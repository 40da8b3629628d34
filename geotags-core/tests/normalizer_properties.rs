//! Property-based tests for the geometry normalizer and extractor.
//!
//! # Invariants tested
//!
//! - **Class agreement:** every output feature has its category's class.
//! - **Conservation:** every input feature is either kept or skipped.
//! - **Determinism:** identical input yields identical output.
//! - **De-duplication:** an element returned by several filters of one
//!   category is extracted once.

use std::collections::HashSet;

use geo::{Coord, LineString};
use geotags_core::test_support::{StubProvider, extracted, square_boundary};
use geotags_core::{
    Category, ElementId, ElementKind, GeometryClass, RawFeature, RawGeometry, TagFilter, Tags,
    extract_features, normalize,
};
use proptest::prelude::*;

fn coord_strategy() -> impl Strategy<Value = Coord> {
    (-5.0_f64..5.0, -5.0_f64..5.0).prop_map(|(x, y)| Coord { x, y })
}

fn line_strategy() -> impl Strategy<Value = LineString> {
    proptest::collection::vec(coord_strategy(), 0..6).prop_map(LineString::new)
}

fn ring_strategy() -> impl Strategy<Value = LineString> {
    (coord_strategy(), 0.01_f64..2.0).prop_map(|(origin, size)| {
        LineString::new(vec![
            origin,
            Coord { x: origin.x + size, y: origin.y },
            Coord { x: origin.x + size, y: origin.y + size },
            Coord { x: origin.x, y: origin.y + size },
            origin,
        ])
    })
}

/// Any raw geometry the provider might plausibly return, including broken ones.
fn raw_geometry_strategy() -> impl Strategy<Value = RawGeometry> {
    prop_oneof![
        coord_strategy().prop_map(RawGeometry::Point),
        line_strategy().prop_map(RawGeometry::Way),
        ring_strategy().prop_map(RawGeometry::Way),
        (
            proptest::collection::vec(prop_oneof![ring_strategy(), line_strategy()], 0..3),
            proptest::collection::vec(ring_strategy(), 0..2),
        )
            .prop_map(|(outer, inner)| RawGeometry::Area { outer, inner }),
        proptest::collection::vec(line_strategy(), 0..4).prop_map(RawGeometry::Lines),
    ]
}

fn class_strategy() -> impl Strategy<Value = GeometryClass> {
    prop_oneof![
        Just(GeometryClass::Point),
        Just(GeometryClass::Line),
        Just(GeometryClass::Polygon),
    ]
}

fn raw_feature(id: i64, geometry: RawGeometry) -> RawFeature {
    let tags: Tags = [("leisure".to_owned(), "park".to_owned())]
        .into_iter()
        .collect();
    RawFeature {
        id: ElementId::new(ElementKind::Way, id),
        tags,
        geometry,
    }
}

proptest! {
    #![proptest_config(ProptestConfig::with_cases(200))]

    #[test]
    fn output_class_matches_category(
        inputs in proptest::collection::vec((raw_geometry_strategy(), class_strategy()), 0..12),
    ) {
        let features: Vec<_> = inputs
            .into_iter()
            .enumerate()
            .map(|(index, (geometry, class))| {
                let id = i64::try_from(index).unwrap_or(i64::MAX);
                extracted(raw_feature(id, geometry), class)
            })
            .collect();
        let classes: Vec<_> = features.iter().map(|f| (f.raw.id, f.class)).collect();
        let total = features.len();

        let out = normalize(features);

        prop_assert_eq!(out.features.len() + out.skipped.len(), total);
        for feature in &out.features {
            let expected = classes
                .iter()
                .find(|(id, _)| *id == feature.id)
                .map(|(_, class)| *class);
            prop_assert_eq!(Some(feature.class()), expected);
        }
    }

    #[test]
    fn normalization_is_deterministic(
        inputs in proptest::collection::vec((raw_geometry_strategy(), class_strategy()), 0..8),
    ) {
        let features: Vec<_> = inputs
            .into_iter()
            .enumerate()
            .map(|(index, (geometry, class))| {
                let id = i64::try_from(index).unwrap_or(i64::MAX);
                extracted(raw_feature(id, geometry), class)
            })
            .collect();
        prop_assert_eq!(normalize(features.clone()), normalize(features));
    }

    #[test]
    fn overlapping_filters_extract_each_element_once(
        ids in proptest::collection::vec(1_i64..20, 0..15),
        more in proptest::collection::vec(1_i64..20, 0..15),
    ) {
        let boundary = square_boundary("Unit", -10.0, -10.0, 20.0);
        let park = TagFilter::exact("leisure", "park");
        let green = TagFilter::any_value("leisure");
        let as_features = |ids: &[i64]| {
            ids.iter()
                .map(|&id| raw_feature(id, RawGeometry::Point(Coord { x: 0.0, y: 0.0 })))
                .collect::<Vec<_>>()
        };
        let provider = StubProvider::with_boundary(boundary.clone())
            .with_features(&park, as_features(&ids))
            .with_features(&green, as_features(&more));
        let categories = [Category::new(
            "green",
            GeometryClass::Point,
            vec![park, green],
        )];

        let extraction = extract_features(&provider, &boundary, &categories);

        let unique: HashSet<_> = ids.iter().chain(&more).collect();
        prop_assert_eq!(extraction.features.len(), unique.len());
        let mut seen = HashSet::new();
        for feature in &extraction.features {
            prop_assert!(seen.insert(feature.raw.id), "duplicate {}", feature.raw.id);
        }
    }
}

• • •

■ Work to complete
Begin with the first line of the records and reproduce each line as is, ending with the line that holds "use proptest::prelude::*;".

■ Solution to the exercise
repository 40da8b3629628d34
filename geotags-core/tests/normalizer_properties.rs
//! Property-based tests for the geometry normalizer and extractor.
//!
//! # Invariants tested
//!
//! - **Class agreement:** every output feature has its category's class.
//! - **Conservation:** every input feature is either kept or skipped.
//! - **Determinism:** identical input yields identical output.
//! - **De-duplication:** an element returned by several filters of one
//!   category is extracted once.

use std::collections::HashSet;

use geo::{Coord, LineString};
use geotags_core::test_support::{StubProvider, extracted, square_boundary};
use geotags_core::{
    Category, ElementId, ElementKind, GeometryClass, RawFeature, RawGeometry, TagFilter, Tags,
    extract_features, normalize,
};
use proptest::prelude::*;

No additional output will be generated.